*** Data for processing Section Begins ***

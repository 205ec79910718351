use std::sync::Arc;

use thiserror::Error;
use tracing::{info, instrument, warn};

use chores_info::api::tools::{ChoreTool, ToolRegistry};
use chores_info::domain::dates;

use crate::memory::{session_key, ChatMemory};
use crate::provider::{ChatMessage, ChatModel};
use crate::tool_loop::{run_tool_loop, ToolLoopConfig};

#[derive(Debug, Error)]
pub enum AssistantError {
    #[error("Please provide a message.")]
    EmptyMessage,

    #[error("The chat assistant is not configured")]
    NotConfigured,

    #[error("Chat provider failed: {0}")]
    Provider(String),
}

/// Builds the system prompt. Rebuilt per turn so "today" stays current.
pub fn system_prompt() -> String {
    let tool_lines = ChoreTool::all()
        .iter()
        .map(|t| format!("- {}: {}", t.name(), t.description()))
        .collect::<Vec<_>>()
        .join("\n");

    format!(
        "You are a helpful family chore chart assistant. You help a household \
manage its members and their chores.\n\n\
Available tools:\n{tool_lines}\n\n\
Guidelines:\n\
- Always confirm with the user before deleting a user or a chore.\n\
- Dates use the format YYYY-MM-DD. Today is {today}.\n\
- Times use the 24-hour format HH:MM.\n\
- If a request is missing details (such as who a chore is for), ask for them.\n\
- Be friendly and encouraging, and suggest next steps when it helps.",
        today = dates::format_date(dates::today()),
    )
}

pub struct AssistantService {
    model: Option<Arc<dyn ChatModel>>,
    tools: Arc<ToolRegistry>,
    memory: ChatMemory,
    loop_config: ToolLoopConfig,
}

impl AssistantService {
    pub fn new(
        model: Option<Arc<dyn ChatModel>>,
        tools: Arc<ToolRegistry>,
        history_limit: usize,
        max_tool_rounds: usize,
    ) -> Self {
        Self {
            model,
            tools,
            memory: ChatMemory::new(history_limit),
            loop_config: ToolLoopConfig {
                max_rounds: max_tool_rounds,
            },
        }
    }

    pub fn is_configured(&self) -> bool {
        self.model.is_some()
    }

    pub fn memory(&self) -> &ChatMemory {
        &self.memory
    }

    /// One chat turn. History only records the user text and the final reply.
    #[instrument(
        name = "chore_assistant.service.chat",
        skip(self, session_id, message),
        fields(session = tracing::field::Empty)
    )]
    pub async fn chat(
        &self,
        session_id: Option<&str>,
        message: &str,
    ) -> Result<String, AssistantError> {
        let message = message.trim();
        if message.is_empty() {
            return Err(AssistantError::EmptyMessage);
        }
        let model = self.model.as_ref().ok_or(AssistantError::NotConfigured)?;
        let session = session_key(session_id);
        tracing::Span::current().record("session", session);

        let mut transcript = Vec::with_capacity(self.memory.limit() + 2);
        transcript.push(ChatMessage::system(system_prompt()));
        transcript.extend(self.memory.history(session));
        transcript.push(ChatMessage::user(message));

        let result = run_tool_loop(model.as_ref(), &self.tools, transcript, self.loop_config)
            .await
            .map_err(|e| {
                warn!("chat turn failed via {}: {:#}", model.name(), e);
                AssistantError::Provider(e.to_string())
            })?;

        info!(
            "chat turn done in {} round(s), tools: {:?}",
            result.rounds, result.tools_called
        );
        let reply = result.reply.trim().to_string();
        self.memory.append(
            session,
            [ChatMessage::user(message), ChatMessage::assistant(reply.clone())],
        );
        Ok(reply)
    }
}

*** Data for processing Section Ends ***

◆ **Problem requirements**: For the listing above, state how many lines include the word "memory", and give only the number.

◆ **Answer section**: 8